• What is expected:
Gather the lines from the material that contain "TaskKind".

• Recorded information:

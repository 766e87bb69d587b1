//! Airlock Sub-tasks
//!
//! Exit: don a good suit, join the chamber, wait for (or run) a cycle, step
//! outside. Enter: join the chamber from outside, wait for a cycle, step in,
//! stow and refill the suit.

use crate::components::{AgentId, EvaSuit, Host, Location};
use crate::systems::TickContext;
use crate::tasks::eva::{can_exit_airlock, stow_suit};
use crate::tasks::{StepOutcome, Task, TaskBehavior, TaskKind};

enum Cycle {
    /// The chamber cycled since entry; unused time attached
    Complete(f64),
    /// Still cycling or waiting on another operator
    Running(f64),
}

/// Runs the chamber for `time` if nobody else operates it, and reports
/// whether a cycle has completed since the colonist entered.
///
/// A cycle has no direction. Everyone in the chamber when it completes is
/// through, so an exit and an entry sharing the chamber finish on the same
/// cycle, even when one of them joined partway through it.
fn cycle_chamber(
    agent: &AgentId,
    ctx: &mut TickContext<'_>,
    host: &Host,
    entry_cycle: u64,
    time: f64,
) -> Option<Cycle> {
    let airlock = ctx.colony.airlock_mut(host)?;
    if airlock.completed_cycles() > entry_cycle {
        return Some(Cycle::Complete(time));
    }
    if !airlock.is_activated() {
        airlock.activate(agent);
    }
    if airlock.operator() != Some(agent) {
        return Some(Cycle::Running(0.0));
    }
    let used = airlock.add_cycle_time(agent, time);
    if airlock.completed_cycles() > entry_cycle {
        Some(Cycle::Complete(time - used))
    } else {
        Some(Cycle::Running(time - used))
    }
}

#[derive(Debug, Clone, Copy, PartialEq, Eq)]
enum ExitPhase {
    PendingSuit,
    InAirlock,
    Outside,
}

#[derive(Debug)]
pub struct ExitAirlock {
    host: Host,
    phase: ExitPhase,
    entry_cycle: u64,
    in_chamber: bool,
}

impl ExitAirlock {
    pub fn task(host: Host) -> Task {
        let description = format!("Exiting airlock of {}", host);
        Task::new(
            TaskKind::ExitAirlock,
            description,
            Self {
                host,
                phase: ExitPhase::PendingSuit,
                entry_cycle: 0,
                in_chamber: false,
            },
        )
    }

    fn don_suit(&self, agent: &AgentId, ctx: &mut TickContext<'_>) -> bool {
        let Some((person, inventory)) = ctx.colony.person_and_host_inventory_mut(agent, &self.host) else {
            return false;
        };
        if person.suit.as_ref().is_some_and(EvaSuit::is_good) {
            return true;
        }
        if let Some(old) = person.suit.take() {
            inventory.store_suit(old);
        }
        person.suit = inventory.take_good_suit();
        person.suit.is_some()
    }
}

impl TaskBehavior for ExitAirlock {
    fn phase(&self) -> String {
        match self.phase {
            ExitPhase::PendingSuit => "Putting on EVA suit",
            ExitPhase::InAirlock => "Cycling airlock",
            ExitPhase::Outside => "Outside",
        }
        .to_string()
    }

    fn perform(&mut self, agent: &AgentId, ctx: &mut TickContext<'_>, time: f64) -> StepOutcome {
        match self.phase {
            ExitPhase::PendingSuit => {
                if !can_exit_airlock(ctx.colony, agent, &self.host) || !self.don_suit(agent, ctx) {
                    return StepOutcome::Done(time);
                }
                let Some(airlock) = ctx.colony.airlock_mut(&self.host) else {
                    return StepOutcome::Done(time);
                };
                if !airlock.try_enter(agent) {
                    // chamber full
                    return StepOutcome::Continue(0.0);
                }
                self.entry_cycle = airlock.completed_cycles();
                self.in_chamber = true;
                if let Some(person) = ctx.person_mut(agent) {
                    person.location = Location::InAirlock(self.host.clone());
                }
                self.phase = ExitPhase::InAirlock;
                StepOutcome::Continue(time)
            }
            ExitPhase::InAirlock => {
                match cycle_chamber(agent, ctx, &self.host, self.entry_cycle, time) {
                    Some(Cycle::Complete(left)) => {
                        if let Some(airlock) = ctx.colony.airlock_mut(&self.host) {
                            airlock.leave(agent);
                        }
                        self.in_chamber = false;
                        let coordinates = ctx.colony.host_coordinates(&self.host).unwrap_or_default();
                        if let Some(person) = ctx.person_mut(agent) {
                            person.location = Location::Outside(coordinates);
                        }
                        self.phase = ExitPhase::Outside;
                        StepOutcome::Done(left)
                    }
                    Some(Cycle::Running(left)) => StepOutcome::Continue(left),
                    None => StepOutcome::Done(time),
                }
            }
            ExitPhase::Outside => StepOutcome::Done(time),
        }
    }

    fn release(&mut self, agent: &AgentId, ctx: &mut TickContext<'_>) {
        if self.phase == ExitPhase::Outside {
            return;
        }
        if self.in_chamber {
            if let Some(airlock) = ctx.colony.airlock_mut(&self.host) {
                airlock.leave(agent);
            }
            self.in_chamber = false;
        }
        // an aborted exit puts the colonist back inside without the suit
        if let Some((person, inventory)) = ctx.colony.person_and_host_inventory_mut(agent, &self.host) {
            if matches!(&person.location, Location::InAirlock(h) if *h == self.host) {
                person.location = Location::Inside(self.host.clone());
            }
            if person.location == Location::Inside(self.host.clone()) {
                stow_suit(person, inventory);
            }
        }
    }
}

#[derive(Debug, Clone, Copy, PartialEq, Eq)]
enum EnterPhase {
    Outside,
    InAirlock,
    PendingStow,
}

#[derive(Debug)]
pub struct EnterAirlock {
    host: Host,
    phase: EnterPhase,
    entry_cycle: u64,
    in_chamber: bool,
}

impl EnterAirlock {
    pub fn task(host: Host) -> Task {
        let description = format!("Entering airlock of {}", host);
        Task::new(
            TaskKind::EnterAirlock,
            description,
            Self {
                host,
                phase: EnterPhase::Outside,
                entry_cycle: 0,
                in_chamber: false,
            },
        )
    }
}

impl TaskBehavior for EnterAirlock {
    fn phase(&self) -> String {
        match self.phase {
            EnterPhase::Outside => "Waiting to enter",
            EnterPhase::InAirlock => "Cycling airlock",
            EnterPhase::PendingStow => "Stowing EVA suit",
        }
        .to_string()
    }

    fn perform(&mut self, agent: &AgentId, ctx: &mut TickContext<'_>, time: f64) -> StepOutcome {
        match self.phase {
            EnterPhase::Outside => {
                let Some(location) = ctx.person(agent).map(|p| p.location.clone()) else {
                    return StepOutcome::Done(time);
                };
                if location == Location::Inside(self.host.clone()) {
                    self.phase = EnterPhase::PendingStow;
                    return StepOutcome::Continue(time);
                }
                let Some(airlock) = ctx.colony.airlock_mut(&self.host) else {
                    return StepOutcome::Done(time);
                };
                if !airlock.try_enter(agent) {
                    // chamber full; keep waiting outside
                    return StepOutcome::Continue(0.0);
                }
                self.entry_cycle = airlock.completed_cycles();
                self.in_chamber = true;
                if let Some(person) = ctx.person_mut(agent) {
                    person.location = Location::InAirlock(self.host.clone());
                }
                self.phase = EnterPhase::InAirlock;
                StepOutcome::Continue(time)
            }
            EnterPhase::InAirlock => {
                match cycle_chamber(agent, ctx, &self.host, self.entry_cycle, time) {
                    Some(Cycle::Complete(left)) => {
                        if let Some(airlock) = ctx.colony.airlock_mut(&self.host) {
                            airlock.leave(agent);
                        }
                        self.in_chamber = false;
                        if let Some(person) = ctx.person_mut(agent) {
                            person.location = Location::Inside(self.host.clone());
                        }
                        self.phase = EnterPhase::PendingStow;
                        StepOutcome::Continue(left)
                    }
                    Some(Cycle::Running(left)) => StepOutcome::Continue(left),
                    None => StepOutcome::Done(time),
                }
            }
            EnterPhase::PendingStow => {
                if let Some((person, inventory)) =
                    ctx.colony.person_and_host_inventory_mut(agent, &self.host)
                {
                    stow_suit(person, inventory);
                }
                StepOutcome::Done(time)
            }
        }
    }

    fn release(&mut self, agent: &AgentId, ctx: &mut TickContext<'_>) {
        if !self.in_chamber {
            return;
        }
        if let Some(airlock) = ctx.colony.airlock_mut(&self.host) {
            airlock.leave(agent);
        }
        self.in_chamber = false;
        // complete the ingress rather than leave the colonist in the chamber
        if let Some((person, inventory)) = ctx.colony.person_and_host_inventory_mut(agent, &self.host) {
            person.location = Location::Inside(self.host.clone());
            stow_suit(person, inventory);
        }
    }
}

• Answer to this problem:
use crate::tasks::{StepOutcome, Task, TaskBehavior, TaskKind};
            TaskKind::ExitAirlock,
            TaskKind::EnterAirlock,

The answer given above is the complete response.